Monday, July 25, 2011

Life and death and animals


Do not read this if you are squeamish about cat pee or sensitive about the topic of “putting pets to sleep.”

I am a farm girl and less sentimental than most about the life and death power we hold over our animal friends. I favor limiting suffering, both theirs and ours.

They say that the number one reason for cat euthanasia is litter box problems. Our beloved Lalo is 17 years old and in pretty good health, but six weeks ago he stopped using the litter box. We took him to the vet, discovered a urinary tract infection, and treated it by shooting pills down his throat, to his great distress.

Still, he did not go back to the litter box. Instead, he continued to use any loose matter on the basement floor. He favored the coil of cords next to Vic’s basement desk. When we removed all bags, books, and papers and lifted the cords off the floor, he used the bare floor.

We tried different litter—including the Senior Cat litter that he used to favor. It is supposed to be irresistible. He resisted.

We tried leaving him outside most of the day. He peed on the basement floor at night.

We tried keeping him out of the basement and mostly out of the house. We penned him in the front porch with food, water, and litter boxes. I kept him company when I could. We left him there overnight.

In the morning he would be gone, no pee in the box or on the floor. He escaped to the outdoors by pawing open the inward-opening screen door, as he has done before. He has never learned that getting back inside is even easier. Instead, he waits patiently at the backdoor to be let in for food and water.

Why not let him be an outdoor cat? Because any food placed outside for Lalo would also be food for raccoons.

Even food placed on the porch for Lalo, it turns out, is also food for raccoons. Screen doors do not deter hungry raccoons.
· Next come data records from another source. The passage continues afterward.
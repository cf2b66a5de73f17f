//! Directed relationships from an agent to another account.

use chrono::{DateTime, Utc};
use serde::{Deserialize, Serialize};
use ts_rs::TS;

use crate::ids::{AgentId, PostId};

/// What kind of interaction was recorded against a relationship.
#[derive(Debug, Clone, Copy, PartialEq, Eq, Hash, Serialize, Deserialize, TS)]
#[serde(rename_all = "snake_case")]
#[ts(export, export_to = "bindings/")]
pub enum InteractionKind {
    /// The agent replied to the target.
    Reply,
    /// The agent quoted the target.
    Quote,
    /// The agent liked a post of the target.
    Like,
    /// The target mentioned the agent.
    Mention,
    /// An event involving the target was delivered to the agent.
    Event,
}

/// One entry in a relationship's recent interaction list.
#[derive(Debug, Clone, PartialEq, Serialize, Deserialize, TS)]
#[ts(export, export_to = "bindings/")]
pub struct InteractionRecord {
    /// Interaction type.
    pub kind: InteractionKind,
    /// Post the interaction was about, if any.
    pub post_id: Option<PostId>,
    /// Short human-readable summary.
    pub summary: String,
    /// When the interaction happened.
    pub at: DateTime<Utc>,
}

/// How an agent feels about one other account.
///
/// Sentiment, familiarity and trust are kept in `[-1, 1]`. Notes and recent
/// interactions are stored newest first.
#[derive(Debug, Clone, PartialEq, Serialize, Deserialize, TS)]
#[ts(export, export_to = "bindings/")]
pub struct Relationship {
    /// The other side of the relationship.
    pub target_id: AgentId,
    /// Dislike to liking.
    pub sentiment: f64,
    /// Stranger to close acquaintance.
    pub familiarity: f64,
    /// Distrust to trust.
    pub trust: f64,
    /// Free-form observations, newest first.
    pub notes: Vec<String>,
    /// Most recent interactions, newest first.
    pub recent_interactions: Vec<InteractionRecord>,
    /// Timestamp of the last recorded interaction.
    pub last_interaction_at: Option<DateTime<Utc>>,
}

impl Relationship {
    /// A neutral relationship with no history.
    pub const fn neutral(target_id: AgentId) -> Self {
        Self {
            target_id,
            sentiment: 0.0,
            familiarity: 0.0,
            trust: 0.0,
            notes: Vec::new(),
            recent_interactions: Vec::new(),
            last_interaction_at: None,
        }
    }
}

/// A change to apply to a relationship. Scalar fields are additive deltas.
#[derive(Debug, Clone, Default, PartialEq, Serialize, Deserialize)]
#[serde(default)]
pub struct RelationshipChange {
    /// Sentiment delta.
    pub sentiment: f64,
    /// Familiarity delta.
    pub familiarity: f64,
    /// Trust delta.
    pub trust: f64,
    /// Note to prepend.
    pub note: Option<String>,
    /// Interaction to prepend.
    pub interaction: Option<InteractionRecord>,
}
// ---------------------------------------------------------------------------
// Monitoring views
// ---------------------------------------------------------------------------

/// Short per-agent status.
#[derive(Debug, Clone, PartialEq, Serialize, Deserialize)]
pub struct AgentSummary {
    /// Agent id.
    pub id: AgentId,
    /// Display name.
    pub name: String,
    /// Not stopped.
    pub active: bool,
    /// A post operation is in flight.
    pub busy: bool,
    /// Consecutive collaborator failures.
    pub failures: u32,
    /// Pending scheduled post time.
    pub next_post_at: Option<DateTime<Utc>>,
    /// Last successful post.
    pub last_post_at: Option<DateTime<Utc>>,
    /// Current mood.
    pub mood: Mood,
    /// Human-readable mood.
    pub mood_description: String,
    /// Memories held.
    pub memory_count: usize,
    /// Relationships held.
    pub relationship_count: usize,
}

/// Detailed view of one agent.
#[derive(Debug, Clone, PartialEq, Serialize, Deserialize)]
pub struct AgentView {
    /// Status summary.
    #[serde(flatten)]
    pub summary: AgentSummary,
    /// Persona description.
    pub description: String,
    /// Character traits.
    pub personality: Personality,
    /// Voice and formatting guidance.
    pub style_guide: StyleGuide,
    /// Configured behavior.
    pub behavior: BehaviorConfig,
    /// Most recent posts, newest first.
    pub recent_posts: Vec<MemoryItem>,
    /// Relationships, ordered by target id.
    pub relationships: Vec<Relationship>,
}

/// Engine-wide status.
#[derive(Debug, Clone, PartialEq, Serialize, Deserialize)]
pub struct EngineStatus {
    /// When the engine was created.
    pub started_at: DateTime<Utc>,
    /// Seconds since `started_at`.
    pub uptime_seconds: u64,
    /// Registered agents.
    pub agent_count: usize,
    /// Agents not stopped.
    pub active_agents: usize,
    /// Agents with a post operation in flight.
    pub busy_agents: usize,
    /// Earliest pending post time.
    pub next_due: Option<DateTime<Utc>>,
    /// Posts published since start.
    pub posts_published: u64,
    /// Reactions executed since start.
    pub reactions_executed: u64,
    /// Events dispatched since start.
    pub events_dispatched: u64,
    /// Collaborator failures since start.
    pub collaborator_failures: u64,
    /// Per-agent summaries, ordered by id.
    pub agents: Vec<AgentSummary>,
}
They invaded the porch one night, overturned the water bottle, ate up the (pristine) wheat-based litter, and dragged the entire feeder into the woods.
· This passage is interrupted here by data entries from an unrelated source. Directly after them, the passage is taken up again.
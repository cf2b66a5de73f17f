//! LLM content generation for the Puppet Engine.
//!
//! Implements the engine's [`ContentGenerator`](puppet_core::ContentGenerator)
//! port by prompting an OpenAI-compatible or Anthropic backend over HTTP.
//! The engine never sees free text: answers are parsed and clamped here
//! before they cross the port.
//!
//! # Modules
//!
//! - [`config`] -- Backend selection from environment variables
//! - [`error`] -- Error types ([`RunnerError`])
//! - [`generator`] -- [`LlmContentGenerator`] and its prompt contexts
//! - [`llm`] -- Enum-dispatched HTTP backends
//! - [`parse`] -- JSON and line-prefixed response parsing
//! - [`prompt`] -- `minijinja` prompt templates

pub mod config;
pub mod error;
pub mod generator;
pub mod llm;
pub mod parse;
pub mod prompt;

pub use config::{BackendType, LlmBackendConfig, RunnerConfig};
pub use error::RunnerError;
pub use generator::LlmContentGenerator;
pub use prompt::{PromptEngine, PromptKind, RenderedPrompt, ResponseFormat};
We let Lalo back into the house, mopped the basement regularly, and debated our options. Euthanasia came into consideration.

We tried another litterbox shuffle, different litters, different areas of the basement.

A glimmer of hope. We covered one of his pee spots on the floor with a bit of litter and he used the same spot again. Perhaps if we made a litter box that was almost like the floor . . . .

Yesterday we cut down a new litter box so that it had only a 2-inch rim, scattered a thin layer of litter in it, and put it exactly over the spot he’d last used. He peed on the floor right next to it.

Heavy-hearted, we decided to call the vet in the morning to make the appointment.

But lo and behold, as my mother would have said, this morning there were two wet spots in the box. The first in-the-box pee in six weeks!

Of course, there was poop on the floor in the corner but hey. The old cat has turned a corner. He has won an 11th-hour reprieve.